Un ulteriore passo nel loro lavoro ha poi aggiunto solidità all’ipotesi del ruolo dell’infezione. Negli stessi campioni di siero gli studiosi hanno cercato anche un marcatore del danno alle cellule nervose, cioè le proteine dei neurofilamenti a catena leggera (NFL), che sono elevate solo nei pazienti con sclerosi multipla, non nei soggetti sani. Ebbene, questi valori cominciavano ad aumentare solo dopo l’infezione. In nessun caso sono stati trovati ad alti livelli (questo avrebbe indicato una malattia già in corso) prima del contatto con il virus.
Dottore, ma quali sono le conseguenze di questa scoperta?
L’impatto pratico di questi dati potrebbe essere notevole. La conferma del ruolo importante del virus di Epstein-Barr nello sviluppo di una malattia così seria e potenzialmente invalidante potrebbe incoraggiare lo sviluppo di vaccini in grado di impedire l’infezione, con la conseguenza di ridurre il rischio di sclerosi multipla, evitare la fastidiosa, anche se benigna, mononucleosi e forse limitare anche il numero di nuovi casi di tumori legati a questo virus, come il linfoma di Burkitt o il carcinoma nasofaringeo [8].

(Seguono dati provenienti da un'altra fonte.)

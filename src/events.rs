//! Messages from the update engine to whatever front-end hosts it
//!
//! The engine never renders anything. It pushes [`UiEvent`]s into a channel
//! and, for questions, waits on a oneshot answered by the front-end.

use std::time::Duration;

use tokio::sync::{mpsc, oneshot};
use tokio_util::sync::CancellationToken;

use crate::config;
use crate::coordinator::CoordinatorState;
use crate::log_debug;

const MODULE: &str = "events";

/// A yes/no question for the user
#[derive(Debug)]
pub struct ConfirmationRequest {
    pub prompt: String,
    responder: oneshot::Sender<bool>,
}

impl ConfirmationRequest {
    pub fn new(prompt: impl Into<String>) -> (Self, oneshot::Receiver<bool>) {
        let (responder, receiver) = oneshot::channel();
        (
            Self {
                prompt: prompt.into(),
                responder,
            },
            receiver,
        )
    }

    /// Answer the question. Dropping the request unanswered declines it.
    pub fn resolve(self, accepted: bool) {
        // The asker may have been cancelled meanwhile
        let _ = self.responder.send(accepted);
    }
}

#[derive(Debug)]
pub enum UiEvent {
    Status { text: String, duration: Duration },
    MessageBox(String),
    /// Enable or disable the run/files/REPL/plotter controls
    Controls(bool),
    Confirm(ConfirmationRequest),
    /// The managed board went away; close any file/REPL/plotter session on it
    SessionTeardown { port: String, board_type: String },
    State(CoordinatorState),
}

/// Sending half used by the engine
#[derive(Debug, Clone)]
pub struct UiHandle {
    tx: mpsc::UnboundedSender<UiEvent>,
}

impl UiHandle {
    pub fn channel() -> (Self, mpsc::UnboundedReceiver<UiEvent>) {
        let (tx, rx) = mpsc::unbounded_channel();
        (Self { tx }, rx)
    }

    pub fn send(&self, event: UiEvent) {
        if self.tx.send(event).is_err() {
            log_debug!(MODULE, "No front-end listening, event dropped");
        }
    }

    pub fn status_short(&self, text: impl Into<String>) {
        self.send(UiEvent::Status {
            text: text.into(),
            duration: config::status::SHORT,
        });
    }

    pub fn status_always(&self, text: impl Into<String>) {
        self.send(UiEvent::Status {
            text: text.into(),
            duration: config::status::PERSISTENT,
        });
    }

    pub fn message_box(&self, text: impl Into<String>) {
        self.send(UiEvent::MessageBox(text.into()));
    }

    pub fn set_controls(&self, enabled: bool) {
        self.send(UiEvent::Controls(enabled));
    }

    /// Ask a question and wait for the answer
    ///
    /// `None` when cancelled first. A front-end that goes away without
    /// answering counts as a decline.
    pub async fn confirm(&self, prompt: &str, cancel: &CancellationToken) -> Option<bool> {
        let (request, answer) = ConfirmationRequest::new(prompt);
        self.send(UiEvent::Confirm(request));

        tokio::select! {
            _ = cancel.cancelled() => None,
            answer = answer => Some(answer.unwrap_or(false)),
        }
    }
}
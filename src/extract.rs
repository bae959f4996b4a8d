//! Archive extraction
//!
//! Unpacks library bundles (zip, or gzip'd tar) into the workspace. Files
//! are unpacked into a staging directory first, which replaces the target
//! only once every entry was written.

use std::fs::File;
use std::io::{BufReader, BufWriter, Read, Write};
use std::path::Path;

use flate2::read::GzDecoder;
use zip::ZipArchive;

use crate::config;
use crate::error::{Error, Result};
use crate::utils::sibling_with_suffix;
use crate::{log_debug, log_info, log_warn};

const MODULE: &str = "extract";

#[derive(Debug, Clone, Copy, PartialEq, Eq)]
pub enum ArchiveKind {
    Zip,
    TarGz,
}

impl ArchiveKind {
    pub fn detect(path: &Path) -> Option<Self> {
        let name = path.file_name()?.to_str()?.to_lowercase();
        if name.ends_with(".zip") {
            Some(ArchiveKind::Zip)
        } else if name.ends_with(".tar.gz") || name.ends_with(".tgz") {
            Some(ArchiveKind::TarGz)
        } else {
            None
        }
    }
}

/// Extract `archive` into `target`, replacing whatever was there
///
/// On error nothing is left behind: the staging directory is removed and
/// `target` is untouched.
pub fn extract_archive(archive: &Path, target: &Path) -> Result<()> {
    let kind = ArchiveKind::detect(archive)
        .ok_or_else(|| Error::UnsupportedArchive(archive.display().to_string()))?;

    let staging = sibling_with_suffix(target, "extracting");
    if staging.exists() {
        std::fs::remove_dir_all(&staging)?;
    }
    std::fs::create_dir_all(&staging)?;

    log_info!(
        MODULE,
        "Extracting {} ({:?}) -> {}",
        archive.display(),
        kind,
        target.display()
    );

    let result = match kind {
        ArchiveKind::Zip => extract_zip(archive, &staging),
        ArchiveKind::TarGz => extract_tar_gz(archive, &staging),
    };

    if let Err(e) = result {
        log_warn!(MODULE, "Extraction of {} failed: {}", archive.display(), e);
        if let Err(cleanup) = std::fs::remove_dir_all(&staging) {
            log_warn!(
                MODULE,
                "Failed to remove {}: {}",
                staging.display(),
                cleanup
            );
        }
        return Err(e);
    }

    if target.exists() {
        std::fs::remove_dir_all(target)?;
    }
    std::fs::rename(&staging, target)?;
    log_info!(MODULE, "Extraction complete: {}", target.display());
    Ok(())
}

fn extract_zip(archive: &Path, dest: &Path) -> Result<()> {
    let file = File::open(archive)?;
    let reader = BufReader::with_capacity(config::download::ARCHIVE_BUFFER_SIZE, file);
    let mut zip = ZipArchive::new(reader)?;

    for i in 0..zip.len() {
        let mut entry = zip.by_index(i)?;
        // Entries escaping the destination are rejected by enclosed_name
        let Some(relative) = entry.enclosed_name() else {
            log_warn!(MODULE, "Skipping unsafe entry {}", entry.name());
            continue;
        };
        let out_path = dest.join(relative);

        if entry.is_dir() {
            std::fs::create_dir_all(&out_path)?;
            continue;
        }
        if let Some(parent) = out_path.parent() {
            std::fs::create_dir_all(parent)?;
        }
        copy_entry(&mut entry, &out_path)?;
        log_debug!(MODULE, "  {}", out_path.display());
    }

    Ok(())
}

fn extract_tar_gz(archive: &Path, dest: &Path) -> Result<()> {
    let file = File::open(archive)?;
    let reader = BufReader::with_capacity(config::download::ARCHIVE_BUFFER_SIZE, file);
    let mut tar = tar::Archive::new(GzDecoder::new(reader));
    // unpack() refuses entries with `..` or absolute paths
    tar.unpack(dest)?;
    Ok(())
}

fn copy_entry<R: Read>(reader: &mut R, out_path: &Path) -> Result<()> {
    let out = File::create(out_path)?;
    let mut writer = BufWriter::with_capacity(config::download::ARCHIVE_BUFFER_SIZE, out);
    let mut buffer = vec![0u8; config::download::CHUNK_SIZE];

    loop {
        let read = reader.read(&mut buffer)?;
        if read == 0 {
            break;
        }
        writer.write_all(&buffer[..read])?;
    }

    writer.flush()?;
    Ok(())
}

#[cfg(test)]
pub(crate) mod tests {
    use super::*;
    use zip::write::SimpleFileOptions;

    pub(crate) fn write_zip(path: &Path, files: &[(&str, &[u8])]) {
        let file = File::create(path).unwrap();
        let mut zip = zip::ZipWriter::new(file);
        for (name, content) in files {
            zip.start_file(*name, SimpleFileOptions::default()).unwrap();
            zip.write_all(content).unwrap();
        }
        zip.finish().unwrap();
    }

    #[test]
    fn test_detect_kind() {
        assert_eq!(ArchiveKind::detect(Path::new("a/lib.zip")), Some(ArchiveKind::Zip));
        assert_eq!(ArchiveKind::detect(Path::new("lib.tar.gz")), Some(ArchiveKind::TarGz));
        assert_eq!(ArchiveKind::detect(Path::new("lib.TGZ")), Some(ArchiveKind::TarGz));
        assert_eq!(ArchiveKind::detect(Path::new("lib.rar")), None);
    }

    #[test]
    fn test_extract_zip_replaces_target() {
        let dir = tempfile::tempdir().unwrap();
        let archive = dir.path().join("seeed_lib.zip");
        write_zip(&archive, &[("main.py", b"print(1)"), ("drivers/lcd.py", b"lcd")]);

        let target = dir.path().join("workspace").join("seeed_lib");
        std::fs::create_dir_all(&target).unwrap();
        std::fs::write(target.join("stale.py"), b"old").unwrap();

        extract_archive(&archive, &target).unwrap();
        assert_eq!(std::fs::read(target.join("main.py")).unwrap(), b"print(1)");
        assert_eq!(std::fs::read(target.join("drivers/lcd.py")).unwrap(), b"lcd");
        assert!(!target.join("stale.py").exists());
        assert!(!sibling_with_suffix(&target, "extracting").exists());
    }

    #[test]
    fn test_corrupt_archive_leaves_nothing_behind() {
        let dir = tempfile::tempdir().unwrap();
        let archive = dir.path().join("broken.zip");
        std::fs::write(&archive, b"this is not a zip file").unwrap();

        let target = dir.path().join("broken");
        assert!(extract_archive(&archive, &target).is_err());
        assert!(!target.exists());
        assert!(!sibling_with_suffix(&target, "extracting").exists());
    }

    #[test]
    fn test_unsupported_archive() {
        let dir = tempfile::tempdir().unwrap();
        let archive = dir.path().join("lib.rar");
        std::fs::write(&archive, b"x").unwrap();
        assert!(matches!(
            extract_archive(&archive, &dir.path().join("lib")),
            Err(Error::UnsupportedArchive(_))
        ));
    }
}
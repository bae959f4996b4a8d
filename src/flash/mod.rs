//! Board operations
//!
//! Flashing is delegated to the bundled `bossac` tool run through the
//! platform shell. Entering the bootloader uses the 1200 baud touch and
//! reading the running firmware's version uses the serial halt/probe.

mod command;
mod probe;

pub use command::{build_command, substitute};
pub use probe::{extract_board_version, halt_and_probe, PortOpener, SystemPorts};

#[cfg(test)]
pub(crate) use probe::tests::FakePorts;

use std::future::Future;
use std::path::{Path, PathBuf};
use std::process::Stdio;
use std::sync::Arc;
use std::time::Duration;

use tokio::process::Command;

use crate::config::{self, Settings};
use crate::error::{Error, Result};
use crate::utils::Platform;
use crate::{log_debug, log_error, log_info, log_warn};

const MODULE: &str = "flash";

/// What the coordinator needs from the hardware side
pub trait BoardOps: Send + Sync {
    /// Halt the board and capture its banner; `None` if it could not be reached
    fn probe(&self, device: &str) -> impl Future<Output = Option<Vec<u8>>> + Send;

    /// Reboot a running board into its bootloader
    fn enter_bootloader(&self, device: &str) -> impl Future<Output = Result<()>> + Send;

    /// Write `firmware` to a board sitting in its bootloader
    fn flash(
        &self,
        template: &str,
        device: &str,
        firmware: &Path,
    ) -> impl Future<Output = Result<()>> + Send;
}

pub struct Flasher<O = SystemPorts> {
    resources_dir: PathBuf,
    platform: Platform,
    timeout: Option<Duration>,
    probe_retry_delay: Duration,
    opener: Arc<O>,
}

impl Flasher<SystemPorts> {
    pub fn new(settings: &Settings) -> Self {
        Self::with_opener(settings, SystemPorts)
    }
}

impl<O: PortOpener> Flasher<O> {
    pub fn with_opener(settings: &Settings, opener: O) -> Self {
        Self {
            resources_dir: settings.resources_dir.clone(),
            platform: Platform::current(),
            timeout: settings.flash_timeout(),
            probe_retry_delay: settings.probe_retry_delay(),
            opener: Arc::new(opener),
        }
    }

    pub fn platform(&self) -> Platform {
        self.platform
    }

    pub fn command_for(&self, template: &str, device: &str, firmware: &Path) -> String {
        build_command(self.platform, &self.resources_dir, template, device, firmware)
    }

    /// Run a command line through the platform shell and wait for it
    async fn run_shell(&self, line: &str, timeout: Option<Duration>) -> Result<()> {
        let (shell, flag) = self.platform.shell();
        log_debug!(MODULE, "Running: {} {} {}", shell, flag, line);

        let mut command = Command::new(shell);
        command.arg(flag);
        #[cfg(windows)]
        command.raw_arg(line);
        #[cfg(not(windows))]
        command.arg(line);

        let mut child = command
            .stdin(Stdio::null())
            .kill_on_drop(true)
            .spawn()
            .map_err(|e| Error::Process(format!("failed to start {}: {}", shell, e)))?;

        let status = match timeout {
            Some(limit) => match tokio::time::timeout(limit, child.wait()).await {
                Ok(status) => status?,
                Err(_) => {
                    if let Err(e) = child.kill().await {
                        log_warn!(MODULE, "Failed to kill timed out command: {}", e);
                    }
                    return Err(Error::Process(format!(
                        "no exit after {} s",
                        limit.as_secs()
                    )));
                }
            },
            None => child.wait().await?,
        };

        if status.success() {
            Ok(())
        } else {
            Err(Error::Process(format!("exited with {}", status)))
        }
    }
}

impl<O: PortOpener> BoardOps for Flasher<O> {
    async fn probe(&self, device: &str) -> Option<Vec<u8>> {
        let opener = Arc::clone(&self.opener);
        let device = device.to_string();
        let retry_delay = self.probe_retry_delay;

        match tokio::task::spawn_blocking(move || halt_and_probe(&*opener, &device, retry_delay))
            .await
        {
            Ok(buffer) => buffer,
            Err(e) => {
                log_error!(MODULE, "Probe task failed: {}", e);
                None
            }
        }
    }

    async fn enter_bootloader(&self, device: &str) -> Result<()> {
        let line = self
            .platform
            .baud_command(device, config::serial::BOOTLOADER_BAUD);
        log_info!(MODULE, "Resetting {} into bootloader", device);
        self.run_shell(&line, None).await
    }

    async fn flash(&self, template: &str, device: &str, firmware: &Path) -> Result<()> {
        let line = self.command_for(template, device, firmware);
        log_info!(MODULE, "Flashing {} -> {}", firmware.display(), device);

        match self.run_shell(&line, self.timeout).await {
            Ok(()) => {
                log_info!(MODULE, "Flash complete");
                Ok(())
            }
            Err(e) => {
                log_error!(MODULE, "Flash failed: {}", e);
                Err(e)
            }
        }
    }
}

#[cfg(test)]
mod tests {
    use super::*;

    fn settings(dir: &Path) -> Settings {
        Settings {
            resources_dir: dir.to_path_buf(),
            probe_retry_delay_ms: 0,
            ..Settings::default()
        }
    }

    #[tokio::test]
    async fn test_probe_runs_off_the_runtime() {
        let dir = tempfile::tempdir().unwrap();
        let flasher = Flasher::with_opener(
            &settings(dir.path()),
            FakePorts::new(1, FakePorts::banner("2021-03-04")),
        );
        let buffer = flasher.probe("/dev/ttyACM0").await.unwrap();
        assert_eq!(
            extract_board_version(&buffer),
            crate::firmware::parse_version_date("2021-03-04").ok()
        );
    }

    #[test]
    fn test_command_uses_catalog_template() {
        let dir = tempfile::tempdir().unwrap();
        let flasher = Flasher::with_opener(&settings(dir.path()), FakePorts::new(0, Vec::new()));
        let line = flasher.command_for("--port=%s '%s'", "/dev/ttyACM1", Path::new("fw.bin"));
        assert!(line.contains(config::flash::TOOL_NAME));
        assert!(line.ends_with("'fw.bin'"));
    }

    #[cfg(unix)]
    #[tokio::test]
    async fn test_exit_status_decides_success() {
        let dir = tempfile::tempdir().unwrap();
        let flasher = Flasher::with_opener(&settings(dir.path()), FakePorts::new(0, Vec::new()));
        assert!(flasher.run_shell("true", None).await.is_ok());
        assert!(matches!(
            flasher.run_shell("exit 3", None).await,
            Err(Error::Process(_))
        ));
    }

    #[cfg(unix)]
    #[tokio::test]
    async fn test_optional_timeout() {
        let dir = tempfile::tempdir().unwrap();
        let flasher = Flasher::with_opener(&settings(dir.path()), FakePorts::new(0, Vec::new()));
        let result = flasher
            .run_shell("sleep 5", Some(Duration::from_millis(100)))
            .await;
        assert!(matches!(result, Err(Error::Process(_))));
    }
}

In corso di studio ci sono anche farmaci antivirali che, eliminando il virus, potrebbero ridurre la persistenza dello stimolo nei confronti del sistema immunitario e altri in grado di attaccare in maniera specifica le cellule B che lo ospitano. Per il momento si tratta tuttavia di ricerche ancora in fase precoce. Per il trattamento della sclerosi multipla esistono oggi terapie che non riescono a guarirla, ma sono molto efficaci nel rallentarne o fermarne l’evoluzione; per la prevenzione, occorre ancora attendere [9].